### To do
Using the data beneath this instruction, retype only the lines from the one that contains "pub fn execute(&self, registry: &Registry)" down to the one that contains "if let Some(expected)", both included, exactly as they appear.

Stored data:
▼

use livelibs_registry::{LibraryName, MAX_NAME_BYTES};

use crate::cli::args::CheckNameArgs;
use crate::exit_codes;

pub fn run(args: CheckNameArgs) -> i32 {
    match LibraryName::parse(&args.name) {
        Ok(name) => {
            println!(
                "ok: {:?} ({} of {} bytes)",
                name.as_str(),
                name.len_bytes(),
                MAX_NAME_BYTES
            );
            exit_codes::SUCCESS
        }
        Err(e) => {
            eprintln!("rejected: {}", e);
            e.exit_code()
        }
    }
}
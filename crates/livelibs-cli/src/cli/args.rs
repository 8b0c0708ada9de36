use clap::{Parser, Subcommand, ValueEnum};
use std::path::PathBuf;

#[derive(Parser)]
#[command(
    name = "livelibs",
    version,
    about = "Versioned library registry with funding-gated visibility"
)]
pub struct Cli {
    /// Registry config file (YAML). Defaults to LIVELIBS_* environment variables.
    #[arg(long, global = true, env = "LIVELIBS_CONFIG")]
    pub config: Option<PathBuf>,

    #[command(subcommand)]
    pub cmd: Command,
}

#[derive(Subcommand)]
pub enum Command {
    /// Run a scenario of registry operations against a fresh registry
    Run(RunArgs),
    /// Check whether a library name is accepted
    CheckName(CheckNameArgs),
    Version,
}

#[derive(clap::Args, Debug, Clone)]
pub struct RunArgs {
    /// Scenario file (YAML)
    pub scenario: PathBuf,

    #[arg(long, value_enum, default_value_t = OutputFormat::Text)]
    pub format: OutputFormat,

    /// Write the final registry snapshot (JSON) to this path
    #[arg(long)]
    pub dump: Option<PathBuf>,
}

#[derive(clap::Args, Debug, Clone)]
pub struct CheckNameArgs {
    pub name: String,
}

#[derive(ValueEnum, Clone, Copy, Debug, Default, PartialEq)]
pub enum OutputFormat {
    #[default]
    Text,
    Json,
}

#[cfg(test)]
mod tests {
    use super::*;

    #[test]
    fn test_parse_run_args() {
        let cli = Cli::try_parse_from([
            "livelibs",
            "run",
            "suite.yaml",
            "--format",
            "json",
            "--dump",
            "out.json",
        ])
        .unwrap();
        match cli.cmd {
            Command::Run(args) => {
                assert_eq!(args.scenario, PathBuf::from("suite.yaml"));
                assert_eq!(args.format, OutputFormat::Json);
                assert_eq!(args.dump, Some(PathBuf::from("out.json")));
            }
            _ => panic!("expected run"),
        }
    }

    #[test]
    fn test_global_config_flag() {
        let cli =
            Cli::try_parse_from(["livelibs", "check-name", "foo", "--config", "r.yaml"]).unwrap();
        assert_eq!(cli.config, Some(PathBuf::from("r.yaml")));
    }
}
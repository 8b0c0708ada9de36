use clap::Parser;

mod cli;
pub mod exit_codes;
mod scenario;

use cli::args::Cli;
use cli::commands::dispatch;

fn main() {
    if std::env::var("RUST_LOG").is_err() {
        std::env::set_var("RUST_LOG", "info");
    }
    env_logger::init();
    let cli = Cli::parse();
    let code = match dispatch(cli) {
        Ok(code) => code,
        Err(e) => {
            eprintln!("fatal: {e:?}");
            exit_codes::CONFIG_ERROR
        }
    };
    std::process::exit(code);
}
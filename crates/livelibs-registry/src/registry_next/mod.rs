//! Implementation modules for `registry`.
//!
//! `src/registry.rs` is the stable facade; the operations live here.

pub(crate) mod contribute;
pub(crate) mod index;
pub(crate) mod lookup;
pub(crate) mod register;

▲
▼

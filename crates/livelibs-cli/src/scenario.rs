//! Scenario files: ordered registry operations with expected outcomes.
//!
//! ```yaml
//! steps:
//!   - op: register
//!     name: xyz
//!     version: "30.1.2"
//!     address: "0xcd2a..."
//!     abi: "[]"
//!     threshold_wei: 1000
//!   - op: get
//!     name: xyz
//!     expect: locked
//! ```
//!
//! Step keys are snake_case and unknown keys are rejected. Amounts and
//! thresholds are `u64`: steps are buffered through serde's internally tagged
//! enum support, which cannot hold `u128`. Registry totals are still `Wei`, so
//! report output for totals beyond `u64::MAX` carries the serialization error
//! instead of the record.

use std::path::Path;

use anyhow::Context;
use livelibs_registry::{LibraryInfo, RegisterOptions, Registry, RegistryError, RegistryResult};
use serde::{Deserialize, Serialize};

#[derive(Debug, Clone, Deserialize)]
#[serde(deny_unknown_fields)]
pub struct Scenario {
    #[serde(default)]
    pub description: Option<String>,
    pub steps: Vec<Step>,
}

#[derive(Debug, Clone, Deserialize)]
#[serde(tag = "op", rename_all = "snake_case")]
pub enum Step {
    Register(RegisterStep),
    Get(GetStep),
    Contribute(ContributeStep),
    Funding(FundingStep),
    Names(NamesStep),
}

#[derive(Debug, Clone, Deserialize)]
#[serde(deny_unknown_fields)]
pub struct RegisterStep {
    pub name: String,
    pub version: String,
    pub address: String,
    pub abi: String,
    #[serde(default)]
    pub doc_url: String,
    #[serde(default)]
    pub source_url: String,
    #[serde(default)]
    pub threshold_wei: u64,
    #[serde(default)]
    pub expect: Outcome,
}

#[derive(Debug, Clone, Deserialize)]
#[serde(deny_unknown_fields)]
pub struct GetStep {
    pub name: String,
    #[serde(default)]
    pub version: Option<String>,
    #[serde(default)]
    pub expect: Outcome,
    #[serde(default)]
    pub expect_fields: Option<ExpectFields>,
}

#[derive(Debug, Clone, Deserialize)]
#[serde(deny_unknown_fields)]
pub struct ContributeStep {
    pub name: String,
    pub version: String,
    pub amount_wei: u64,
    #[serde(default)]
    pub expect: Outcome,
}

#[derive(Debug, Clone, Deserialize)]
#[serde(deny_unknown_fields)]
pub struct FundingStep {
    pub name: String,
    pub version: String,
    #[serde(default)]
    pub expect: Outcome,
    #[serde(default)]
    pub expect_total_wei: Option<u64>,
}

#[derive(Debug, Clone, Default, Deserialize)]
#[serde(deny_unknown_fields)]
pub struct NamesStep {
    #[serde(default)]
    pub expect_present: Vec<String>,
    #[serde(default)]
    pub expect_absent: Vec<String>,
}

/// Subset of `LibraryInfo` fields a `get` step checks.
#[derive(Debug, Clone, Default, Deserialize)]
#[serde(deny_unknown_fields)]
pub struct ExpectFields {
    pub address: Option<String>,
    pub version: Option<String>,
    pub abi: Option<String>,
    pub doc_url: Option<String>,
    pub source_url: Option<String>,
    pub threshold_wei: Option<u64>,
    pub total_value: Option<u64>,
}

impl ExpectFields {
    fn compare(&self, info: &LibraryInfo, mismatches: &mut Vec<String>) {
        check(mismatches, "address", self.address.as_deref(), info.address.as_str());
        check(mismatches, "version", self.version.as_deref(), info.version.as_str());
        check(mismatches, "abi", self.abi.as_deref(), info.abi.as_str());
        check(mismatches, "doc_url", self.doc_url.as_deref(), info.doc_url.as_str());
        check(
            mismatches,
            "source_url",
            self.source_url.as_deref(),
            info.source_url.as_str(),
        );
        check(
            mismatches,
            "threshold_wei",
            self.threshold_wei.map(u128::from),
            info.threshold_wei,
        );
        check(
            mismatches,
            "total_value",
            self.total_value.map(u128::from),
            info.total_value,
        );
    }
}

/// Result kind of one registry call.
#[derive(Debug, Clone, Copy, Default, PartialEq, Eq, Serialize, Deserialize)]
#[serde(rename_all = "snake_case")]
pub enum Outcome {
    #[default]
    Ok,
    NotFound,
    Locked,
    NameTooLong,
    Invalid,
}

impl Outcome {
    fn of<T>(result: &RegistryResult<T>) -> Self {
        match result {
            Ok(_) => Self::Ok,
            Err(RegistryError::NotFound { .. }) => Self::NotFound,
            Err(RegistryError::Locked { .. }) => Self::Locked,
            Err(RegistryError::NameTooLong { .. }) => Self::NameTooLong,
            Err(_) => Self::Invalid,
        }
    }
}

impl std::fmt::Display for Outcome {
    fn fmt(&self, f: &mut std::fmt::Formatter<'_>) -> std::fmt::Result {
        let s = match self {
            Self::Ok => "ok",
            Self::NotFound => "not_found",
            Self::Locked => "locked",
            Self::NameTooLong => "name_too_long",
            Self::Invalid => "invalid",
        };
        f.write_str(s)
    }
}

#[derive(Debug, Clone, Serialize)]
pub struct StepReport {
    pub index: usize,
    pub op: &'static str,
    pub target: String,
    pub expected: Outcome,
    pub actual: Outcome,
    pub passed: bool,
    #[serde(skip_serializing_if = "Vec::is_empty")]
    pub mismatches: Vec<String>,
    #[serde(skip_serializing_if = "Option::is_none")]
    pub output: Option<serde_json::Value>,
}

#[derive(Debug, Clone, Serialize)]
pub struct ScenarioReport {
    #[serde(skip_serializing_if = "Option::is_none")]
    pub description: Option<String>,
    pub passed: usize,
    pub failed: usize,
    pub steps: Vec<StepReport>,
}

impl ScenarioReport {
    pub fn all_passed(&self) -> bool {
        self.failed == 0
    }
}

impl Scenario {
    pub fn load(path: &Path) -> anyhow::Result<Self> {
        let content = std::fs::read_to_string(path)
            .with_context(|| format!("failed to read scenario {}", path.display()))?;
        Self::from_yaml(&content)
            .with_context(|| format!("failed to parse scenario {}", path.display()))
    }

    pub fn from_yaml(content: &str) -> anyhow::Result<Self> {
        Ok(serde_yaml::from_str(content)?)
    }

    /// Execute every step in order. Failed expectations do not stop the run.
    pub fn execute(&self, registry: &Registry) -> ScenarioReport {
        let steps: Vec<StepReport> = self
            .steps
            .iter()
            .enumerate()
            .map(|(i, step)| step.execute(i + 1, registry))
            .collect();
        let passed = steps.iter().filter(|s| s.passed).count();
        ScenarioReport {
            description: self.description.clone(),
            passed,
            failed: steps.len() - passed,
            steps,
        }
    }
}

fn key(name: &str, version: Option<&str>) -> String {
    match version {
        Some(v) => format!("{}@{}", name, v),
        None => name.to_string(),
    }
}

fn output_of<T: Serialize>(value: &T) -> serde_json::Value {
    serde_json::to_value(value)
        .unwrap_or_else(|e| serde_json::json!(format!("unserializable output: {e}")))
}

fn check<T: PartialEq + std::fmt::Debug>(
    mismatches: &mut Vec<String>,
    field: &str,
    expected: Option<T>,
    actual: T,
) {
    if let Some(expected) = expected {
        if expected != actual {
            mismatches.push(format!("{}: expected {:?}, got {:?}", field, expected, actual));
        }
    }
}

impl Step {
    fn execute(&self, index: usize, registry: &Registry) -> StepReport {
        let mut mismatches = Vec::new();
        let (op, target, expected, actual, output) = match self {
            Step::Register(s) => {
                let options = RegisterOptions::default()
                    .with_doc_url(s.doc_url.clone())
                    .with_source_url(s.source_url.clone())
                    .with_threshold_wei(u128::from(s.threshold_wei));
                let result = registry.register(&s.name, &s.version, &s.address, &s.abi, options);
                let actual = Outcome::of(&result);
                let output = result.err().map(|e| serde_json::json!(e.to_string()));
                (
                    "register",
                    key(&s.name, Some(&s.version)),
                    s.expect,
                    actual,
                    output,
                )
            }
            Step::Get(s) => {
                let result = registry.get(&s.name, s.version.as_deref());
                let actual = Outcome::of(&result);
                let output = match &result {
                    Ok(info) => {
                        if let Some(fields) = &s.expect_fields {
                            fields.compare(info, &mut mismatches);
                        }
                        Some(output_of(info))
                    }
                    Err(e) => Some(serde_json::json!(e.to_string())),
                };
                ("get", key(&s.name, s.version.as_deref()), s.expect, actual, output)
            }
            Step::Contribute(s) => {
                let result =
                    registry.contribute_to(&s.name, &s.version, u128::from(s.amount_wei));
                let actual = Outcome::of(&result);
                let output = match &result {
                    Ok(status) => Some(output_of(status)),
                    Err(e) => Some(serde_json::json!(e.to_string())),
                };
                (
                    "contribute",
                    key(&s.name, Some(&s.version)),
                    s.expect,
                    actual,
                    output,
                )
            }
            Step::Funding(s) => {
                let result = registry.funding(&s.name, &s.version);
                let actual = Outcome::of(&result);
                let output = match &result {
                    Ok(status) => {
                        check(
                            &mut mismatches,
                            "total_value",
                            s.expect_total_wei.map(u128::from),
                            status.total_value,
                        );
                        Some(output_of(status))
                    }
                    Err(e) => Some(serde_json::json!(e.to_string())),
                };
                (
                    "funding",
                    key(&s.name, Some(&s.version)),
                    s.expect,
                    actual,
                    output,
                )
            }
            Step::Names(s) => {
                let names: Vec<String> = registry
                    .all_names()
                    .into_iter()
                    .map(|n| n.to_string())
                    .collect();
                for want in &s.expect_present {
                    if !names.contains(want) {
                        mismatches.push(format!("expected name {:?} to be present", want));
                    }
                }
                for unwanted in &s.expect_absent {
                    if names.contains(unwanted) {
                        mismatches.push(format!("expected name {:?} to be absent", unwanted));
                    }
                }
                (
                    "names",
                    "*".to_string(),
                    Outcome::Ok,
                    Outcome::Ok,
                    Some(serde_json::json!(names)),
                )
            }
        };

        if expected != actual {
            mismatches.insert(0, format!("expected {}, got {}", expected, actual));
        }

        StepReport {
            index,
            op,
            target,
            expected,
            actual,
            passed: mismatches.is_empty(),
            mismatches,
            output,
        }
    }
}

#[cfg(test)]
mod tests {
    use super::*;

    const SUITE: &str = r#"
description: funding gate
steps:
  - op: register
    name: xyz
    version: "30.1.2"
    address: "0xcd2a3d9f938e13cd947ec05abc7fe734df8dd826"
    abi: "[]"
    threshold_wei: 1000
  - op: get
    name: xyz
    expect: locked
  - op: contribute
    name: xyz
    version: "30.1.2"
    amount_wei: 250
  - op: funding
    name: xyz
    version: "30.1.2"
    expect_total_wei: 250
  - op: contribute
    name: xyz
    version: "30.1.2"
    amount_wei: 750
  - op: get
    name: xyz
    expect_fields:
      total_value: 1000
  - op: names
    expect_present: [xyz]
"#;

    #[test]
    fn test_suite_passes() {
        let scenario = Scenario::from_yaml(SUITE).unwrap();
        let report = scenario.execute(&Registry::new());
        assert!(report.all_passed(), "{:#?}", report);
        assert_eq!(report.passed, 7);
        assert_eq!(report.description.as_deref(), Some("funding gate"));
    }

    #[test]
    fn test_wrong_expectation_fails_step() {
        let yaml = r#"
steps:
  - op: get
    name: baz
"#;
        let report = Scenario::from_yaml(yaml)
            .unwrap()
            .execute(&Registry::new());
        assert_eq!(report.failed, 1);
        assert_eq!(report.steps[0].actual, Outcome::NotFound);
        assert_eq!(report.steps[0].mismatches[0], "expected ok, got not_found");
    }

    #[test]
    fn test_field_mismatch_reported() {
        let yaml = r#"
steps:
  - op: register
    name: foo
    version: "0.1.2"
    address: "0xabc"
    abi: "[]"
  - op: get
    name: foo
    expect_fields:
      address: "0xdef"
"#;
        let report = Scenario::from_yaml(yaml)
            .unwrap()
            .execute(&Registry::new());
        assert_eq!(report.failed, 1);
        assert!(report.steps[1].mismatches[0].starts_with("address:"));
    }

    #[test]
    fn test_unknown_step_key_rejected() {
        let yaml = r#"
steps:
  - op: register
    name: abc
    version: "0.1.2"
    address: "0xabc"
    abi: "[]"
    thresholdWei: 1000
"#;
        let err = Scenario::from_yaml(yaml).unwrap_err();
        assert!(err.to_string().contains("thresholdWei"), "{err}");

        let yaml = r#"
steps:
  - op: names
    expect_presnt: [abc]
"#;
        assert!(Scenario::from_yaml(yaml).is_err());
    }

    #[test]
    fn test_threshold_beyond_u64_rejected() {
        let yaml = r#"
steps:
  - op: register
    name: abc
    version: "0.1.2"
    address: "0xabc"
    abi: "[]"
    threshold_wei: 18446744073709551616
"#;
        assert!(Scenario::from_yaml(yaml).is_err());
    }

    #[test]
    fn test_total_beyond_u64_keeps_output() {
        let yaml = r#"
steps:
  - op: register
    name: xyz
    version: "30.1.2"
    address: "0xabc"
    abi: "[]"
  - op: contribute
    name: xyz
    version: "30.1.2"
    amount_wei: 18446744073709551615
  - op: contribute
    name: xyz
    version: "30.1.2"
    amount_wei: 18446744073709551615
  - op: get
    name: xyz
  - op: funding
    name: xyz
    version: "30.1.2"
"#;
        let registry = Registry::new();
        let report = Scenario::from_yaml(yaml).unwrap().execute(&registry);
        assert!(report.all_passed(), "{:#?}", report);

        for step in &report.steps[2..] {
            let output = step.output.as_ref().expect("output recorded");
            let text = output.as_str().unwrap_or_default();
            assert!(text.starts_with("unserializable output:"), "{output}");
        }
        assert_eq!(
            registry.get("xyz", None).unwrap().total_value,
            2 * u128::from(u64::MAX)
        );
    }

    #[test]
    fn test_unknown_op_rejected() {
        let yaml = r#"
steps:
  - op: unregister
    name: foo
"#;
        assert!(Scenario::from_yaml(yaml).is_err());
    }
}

▲

### Task response
    pub fn execute(&self, registry: &Registry) -> ScenarioReport {
        let steps: Vec<StepReport> = self
            .steps
            .iter()
            .enumerate()
            .map(|(i, step)| step.execute(i + 1, registry))
            .collect();
        let passed = steps.iter().filter(|s| s.passed).count();
        ScenarioReport {
            description: self.description.clone(),
            passed,
            failed: steps.len() - passed,
            steps,
        }
    }
}

fn key(name: &str, version: Option<&str>) -> String {
    match version {
        Some(v) => format!("{}@{}", name, v),
        None => name.to_string(),
    }
}

fn output_of<T: Serialize>(value: &T) -> serde_json::Value {
    serde_json::to_value(value)
        .unwrap_or_else(|e| serde_json::json!(format!("unserializable output: {e}")))
}

fn check<T: PartialEq + std::fmt::Debug>(
    mismatches: &mut Vec<String>,
    field: &str,
    expected: Option<T>,
    actual: T,
) {
    if let Some(expected) = expected {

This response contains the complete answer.